Grigorovich was one of the first scholars to study the archaeology, ethnography and history of the South Slavs. Between 1844 and 1847, he made a two-and-a-half year tour through the Ottoman Balkans, where he collected a lot of works of South Slavic and Church Slavonic literature. During his trip he found valuable Medieval manuscripts that he took to Russia. He drew extensively upon some Byzantine sources for studying the history of the Balkan Slavs in several works. Grigorovich published the collection of his Slavic study in "Outline of a Journey through European Turkey". His book was published in the Scientific notes of Kazan University in 1848, helping the Russian public to get to know the South Slavic peoples better.
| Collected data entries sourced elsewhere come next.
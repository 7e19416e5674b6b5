//! SQLite-backed local store.
//!
//! A single `kv` table holds every local collection as a JSON string, the
//! same shape a browser's local storage would hold. Journal content inside
//! these values is already ciphertext; SQLite only ever sees packages.

use std::path::{Path, PathBuf};
use std::sync::{Mutex, MutexGuard};

use chrono::Utc;
use rusqlite::{params, Connection, OptionalExtension};

use super::traits::LocalStore;
use crate::error::{Result, SolaceError};

/// Schema version written to `meta` on creation.
const SCHEMA_VERSION: &str = "1";

/// Local store persisted in a SQLite file.
pub struct SqliteLocalStore {
    path: Option<PathBuf>,
    conn: Mutex<Connection>,
}

impl SqliteLocalStore {
    /// Open (or create) the store at `path`, creating parent directories.
    pub fn open(path: &Path) -> Result<Self> {
        if let Some(parent) = path.parent() {
            if !parent.as_os_str().is_empty() {
                std::fs::create_dir_all(parent).map_err(|e| {
                    SolaceError::PersistenceFailed(format!(
                        "Failed to create store directory {}: {}",
                        parent.display(),
                        e
                    ))
                })?;
            }
        }

        let store = Self::initialize(Connection::open(path)?, Some(path.to_path_buf()))?;
        set_owner_only_permissions(path);
        Ok(store)
    }

    /// Open a throwaway in-memory database.
    pub fn open_in_memory() -> Result<Self> {
        Self::initialize(Connection::open_in_memory()?, None)
    }

    fn initialize(conn: Connection, path: Option<PathBuf>) -> Result<Self> {
        conn.execute_batch(
            r#"
            CREATE TABLE IF NOT EXISTS meta (
                key TEXT PRIMARY KEY,
                value TEXT NOT NULL
            );

            CREATE TABLE IF NOT EXISTS kv (
                key TEXT PRIMARY KEY,
                value TEXT NOT NULL,
                updated_at TEXT NOT NULL
            );
            "#,
        )?;
        conn.execute(
            "INSERT OR IGNORE INTO meta (key, value) VALUES ('schema_version', ?1)",
            params![SCHEMA_VERSION],
        )?;

        Ok(Self {
            path,
            conn: Mutex::new(conn),
        })
    }

    /// Path of the backing file, if any.
    pub fn path(&self) -> Option<&Path> {
        self.path.as_deref()
    }

    /// Schema version recorded in the database.
    pub fn schema_version(&self) -> Result<String> {
        let conn = self.lock_conn()?;
        let version: Option<String> = conn
            .query_row(
                "SELECT value FROM meta WHERE key = 'schema_version'",
                [],
                |row| row.get(0),
            )
            .optional()?;
        version.ok_or_else(|| {
            SolaceError::PersistenceFailed("Store is missing its schema version".to_string())
        })
    }

    /// Lock the database connection, returning an error if the mutex is poisoned.
    fn lock_conn(&self) -> Result<MutexGuard<'_, Connection>> {
        self.conn
            .lock()
            .map_err(|_| SolaceError::PersistenceFailed("SQLite connection poisoned".to_string()))
    }
}

impl LocalStore for SqliteLocalStore {
    fn get(&self, key: &str) -> Result<Option<String>> {
        let conn = self.lock_conn()?;
        let value = conn
            .query_row("SELECT value FROM kv WHERE key = ?1", params![key], |row| {
                row.get(0)
            })
            .optional()?;
        Ok(value)
    }

    fn set(&self, key: &str, value: &str) -> Result<()> {
        let conn = self.lock_conn()?;
        conn.execute(
            "INSERT INTO kv (key, value, updated_at) VALUES (?1, ?2, ?3)
             ON CONFLICT(key) DO UPDATE SET value = excluded.value, updated_at = excluded.updated_at",
            params![key, value, Utc::now().to_rfc3339()],
        )?;
        Ok(())
    }

    fn remove(&self, key: &str) -> Result<()> {
        let conn = self.lock_conn()?;
        conn.execute("DELETE FROM kv WHERE key = ?1", params![key])?;
        Ok(())
    }
}

impl std::fmt::Debug for SqliteLocalStore {
    fn fmt(&self, f: &mut std::fmt::Formatter<'_>) -> std::fmt::Result {
        f.debug_struct("SqliteLocalStore")
            .field("path", &self.path)
            .finish_non_exhaustive()
    }
}

fn set_owner_only_permissions(path: &Path) {
    #[cfg(unix)]
    {
        use std::os::unix::fs::PermissionsExt;
        if let Ok(metadata) = std::fs::metadata(path) {
            let mut perms = metadata.permissions();
            perms.set_mode(0o600);
            if let Err(err) = std::fs::set_permissions(path, perms) {
                tracing::warn!(path = %path.display(), error = %err, "could not restrict store permissions");
            }
        }
    }
    #[cfg(not(unix))]
    let _ = path;
}

#[cfg(test)]
mod tests {
    use super::*;

    #[test]
    fn test_set_get_remove_in_memory() {
        let store = SqliteLocalStore::open_in_memory().unwrap();
        assert_eq!(store.get("mood_history").unwrap(), None);

        store.set("mood_history", "[]").unwrap();
        store.set("mood_history", "[1]").unwrap();
        assert_eq!(store.get("mood_history").unwrap().as_deref(), Some("[1]"));

        store.remove("mood_history").unwrap();
        assert_eq!(store.get("mood_history").unwrap(), None);
    }

    #[test]
    fn test_values_survive_reopen() {
        let dir = tempfile::tempdir().unwrap();
        let path = dir.path().join("nested").join("solace.db");

        {
            let store = SqliteLocalStore::open(&path).unwrap();
            store.set("migrated_to_remote", "true").unwrap();
        }

        let reopened = SqliteLocalStore::open(&path).unwrap();
        assert_eq!(
            reopened.get("migrated_to_remote").unwrap().as_deref(),
            Some("true")
        );
        assert_eq!(reopened.schema_version().unwrap(), SCHEMA_VERSION);
        assert_eq!(reopened.path(), Some(path.as_path()));
    }

    #[cfg(unix)]
    #[test]
    fn test_store_file_is_owner_only() {
        use std::os::unix::fs::PermissionsExt;

        let dir = tempfile::tempdir().unwrap();
        let path = dir.path().join("solace.db");
        let _store = SqliteLocalStore::open(&path).unwrap();

        let mode = std::fs::metadata(&path).unwrap().permissions().mode();
        assert_eq!(mode & 0o777, 0o600);
    }
}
== Moscow, Kazan and Odessa University ==
In 1849, Grigorovich's activity in Kazan was interrupted by his transfer to Moscow, in place of Osip Bodyansky. At Moscow University, which was imposed on him to a certain extent, he felt very uncomfortable and gave almost no lectures. Using his precious collection of manuscripts, which he brought from the Slavic lands and from Mount Athos, he aroused the interest in paleography in Fyodor Buslaev and other young scientists.

Grigorovich returned to Kazan, and from 1854 to 1856, in addition to the university, he taught Slavic paleography at the Kazan Theological Seminary. In 1865, he was appointed professor at the newly opened Imperial Novorossiya University in Odessa.

== Death ==
In 1876, Grigorovich resigned and moved to Elizavetgrad, from where he was planning to make excursions to all parts of southern Russia, but on 19 December 1876 he suddenly died. His students and admirers began collecting donations for the construction of a monument to him at Imperial Novorossiya University.